Monita Chatterjee, John J Galvin 3rd, Qian-Jie Fu, Robert V Shannon, Monita Chatterjee, John J Galvin 3rd, Qian-Jie Fu, Robert V Shannon

Abstract

In multi-channel cochlear implants, electrical current is delivered to appropriate electrodes in the cochlea to approximate the spatial representation of speech. Theoretically, electrode configurations that restrict the current spread within the cochlea (e.g., bi- or tri-polar stimulation) may provide better spatial selectivity, and in turn, better speech recognition than configurations that produce a broader current spread (e.g., monopolar stimulation). However, the effects of electrode configuration on supra-threshold excitation patterns have not been systematically studied in cochlear implant patients. In the present study, forward-masked excitation patterns were measured in cochlear implant patients as functions of stimulation mode, level and location within the cochlea. All stimuli were 500 pulses-per-second biphasic pulse trains (200 micros/phase, 20 micros inter-phase gap). Masker stimuli were 200 ms in duration; the bi-polar configuration was varied from narrow (BP+1) to wide (BP+17), depending on the test condition.
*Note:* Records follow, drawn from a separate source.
//! Azure AI Search services, admin keys and index inventory.

use reqwest::Method;
use serde_json::Value;
use tracing::{debug, info, warn};

use crate::analyzer;
use crate::azure::http::ensure_success;
use crate::azure::RestClient;
use crate::constants::api_versions;
use crate::error::{Error, Result};
use crate::models::search::{IndexAnalysis, SearchIndex, SearchService};

/// Lists search services and their indexes.
pub struct SearchInventory {
    arm: RestClient,
    subscription_id: String,
}

impl SearchInventory {
    /// Inventory over one subscription.
    pub fn new(arm: RestClient, subscription_id: &str) -> Self {
        Self {
            arm,
            subscription_id: subscription_id.to_string(),
        }
    }

    /// Search services in the subscription or one resource group.
    ///
    /// # Errors
    ///
    /// Returns a discovery error if the listing fails.
    pub async fn list_services(&self, resource_group: Option<&str>) -> Result<Vec<SearchService>> {
        let path = match resource_group {
            Some(rg) => format!(
                "/subscriptions/{}/resourceGroups/{rg}/providers/Microsoft.Search/searchServices",
                self.subscription_id
            ),
            None => format!(
                "/subscriptions/{}/providers/Microsoft.Search/searchServices",
                self.subscription_id
            ),
        };

        let items = self
            .arm
            .list(&path, api_versions::SEARCH_MANAGEMENT, Error::discovery)
            .await
            .map_err(|e| Error::discovery(format!("Failed to list search services: {e}")))?;

        let services: Vec<_> = items
            .iter()
            .filter_map(|s| SearchService::from_arm(&self.subscription_id, s))
            .collect();
        info!("Found {} search service(s)", services.len());
        Ok(services)
    }

    /// The service whose name is the first host label of `endpoint`.
    ///
    /// # Errors
    ///
    /// Returns a discovery error if the listing fails.
    pub async fn service_by_endpoint(&self, endpoint: &str) -> Result<Option<SearchService>> {
        let Some(name) = service_name_from_endpoint(endpoint) else {
            return Ok(None);
        };
        let services = self.list_services(None).await?;
        Ok(services.into_iter().find(|s| s.name == name))
    }

    /// Primary admin key of a service.
    ///
    /// # Errors
    ///
    /// Returns a discovery error if the key cannot be read.
    pub async fn admin_key(&self, service: &SearchService) -> Result<String> {
        let path = format!("{}/listAdminKeys", service.resource_id());
        let body = self
            .arm
            .post_json(&path, api_versions::SEARCH_MANAGEMENT, None, Error::discovery)
            .await?;

        body.get("primaryKey")
            .and_then(Value::as_str)
            .map(str::to_string)
            .ok_or_else(|| {
                Error::discovery(format!("No admin key returned for '{}'", service.name))
                    .with_detail("service", service.name.as_str())
            })
    }

    /// Indexes of a service with document counts.
    ///
    /// Failures are logged and yield an empty list.
    pub async fn list_indexes(&self, service: &SearchService) -> Vec<SearchIndex> {
        let result = match self.admin_key(service).await {
            Ok(key) => list_indexes_with_key(service, &key).await,
            Err(e) => Err(e),
        };
        result.unwrap_or_else(|e| {
            warn!("Could not list indexes for {}: {}", service.name, e);
            Vec::new()
        })
    }

    /// One index by name.
    ///
    /// # Errors
    ///
    /// Returns `ResourceNotFound` for an unknown index.
    pub async fn get_index(&self, service: &SearchService, index_name: &str) -> Result<SearchIndex> {
        let key = self.admin_key(service).await?;
        let client = RestClient::api_key(&service.endpoint, &key);
        let path = format!("/indexes/{index_name}");
        let data = client
            .get_json(&path, api_versions::SEARCH_DATA_PLANE, Error::discovery)
            .await
            .map_err(|e| {
                if e.is_not_found() {
                    Error::ResourceNotFound {
                        resource_type: "Index".to_string(),
                        name: index_name.to_string(),
                    }
                } else {
                    e
                }
            })?;

        let mut index = SearchIndex::from_rest(&service.name, &service.endpoint, &data);
        index.document_count = document_count(&client, index_name).await;
        Ok(index)
    }

    /// Indexes of a service with their compatibility analysis.
    pub async fn analyze_indexes(&self, service: &SearchService) -> Vec<(SearchIndex, IndexAnalysis)> {
        self.list_indexes(service)
            .await
            .into_iter()
            .map(|index| {
                let analysis = analyzer::analyze(&index);
                (index, analysis)
            })
            .collect()
    }
}

/// Lists indexes using a known admin key.
///
/// # Errors
///
/// Returns a discovery error if the listing fails.
pub async fn list_indexes_with_key(service: &SearchService, api_key: &str) -> Result<Vec<SearchIndex>> {
    let client = RestClient::api_key(&service.endpoint, api_key);
    let items = client
        .list("/indexes", api_versions::SEARCH_DATA_PLANE, Error::discovery)
        .await?;

    let mut indexes = Vec::with_capacity(items.len());
    for item in &items {
        let mut index = SearchIndex::from_rest(&service.name, &service.endpoint, item);
        index.document_count = document_count(&client, &index.name).await;
        indexes.push(index);
    }
    debug!("Found {} index(es) in {}", indexes.len(), service.name);
    Ok(indexes)
}

/// `$count` answers with a plain-text integer, sometimes BOM-prefixed.
async fn document_count(client: &RestClient, index_name: &str) -> Option<u64> {
    let url = client.url(
        &format!("/indexes/{index_name}/docs/$count"),
        api_versions::SEARCH_DATA_PLANE,
    );
    let response = client.request(Method::GET, &url).await.ok()?.send().await.ok()?;
    let response = ensure_success(response, "Count documents", Error::discovery)
        .await
        .ok()?;
    let text = response.text().await.ok()?;
    text.trim().trim_start_matches('\u{feff}').parse().ok()
}

/// `https://svc.search.windows.net` → `svc`.
pub fn service_name_from_endpoint(endpoint: &str) -> Option<&str> {
    let host = endpoint
        .trim()
        .trim_start_matches("https://")
        .trim_start_matches("http://");
    host.split(['.', '/', ':'])
        .next()
        .filter(|name| !name.is_empty())
}

#[cfg(test)]
#[path = "search_tests.rs"]
mod tests;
Probe stimuli were 20 ms in duration and the masker-probe delay was 5 ms; the probe configuration was fixed at BP+1. The results indicated that as the distance between the active and return electrodes in a bi-polar pair was increased, the excitation pattern broadened within the cochlea. When the distance between active and return electrodes was sufficiently wide, two peaks were often observed in the excitation pattern, comparable to non-overlapping electric fields produced by widely separated dipoles. Analyses of the normalized data showed little effect of stimulation level on the shape of the excitation pattern.

Figures

Fig. 1
Fig. 1
Experimental electrode configurations for masker set A (top) and set B (bottom).
Fig. 2
Fig. 2
Masked and unmasked thresholds for the 3 CI subjects with masker Set A. The filled circles show the absolute detection threshold (no masking) for the probe electrodes. The open symbols show the masked thresholds for maskers presented at soft, medium and loud listening levels.
Fig. 3
Fig. 3
Masked and unmasked thresholds for the 3 CI subjects with masker Set B. The filled circles show the absolute detection threshold (no masking) for the probe electrodes. The open symbols show the masked thresholds for maskers presented at soft, medium and loud listening levels.
Fig. 4
Fig. 4
Normalized threshold shifts for the 3 CI subjects with masker Set A. Each row of plots shows data for individual CI subjects; each column of plots shows data for each masker electrode pair. The open symbols show normalized masked threshold shifts for maskers presented at soft, medium and loud listening levels. In each curve, masked threshold shifts were normalized to the peak shift.
Fig. 5
Fig. 5
Normalized threshold shifts for the 3 CI subjects with masker Set B. Each row of plots shows data for individual CI subjects; each column of plots shows data for each masker electrode pair. The open symbols show normalized masked threshold shifts for maskers presented at soft, medium and loud listening levels. In each curve, masked threshold shifts were normalized to the peak shift.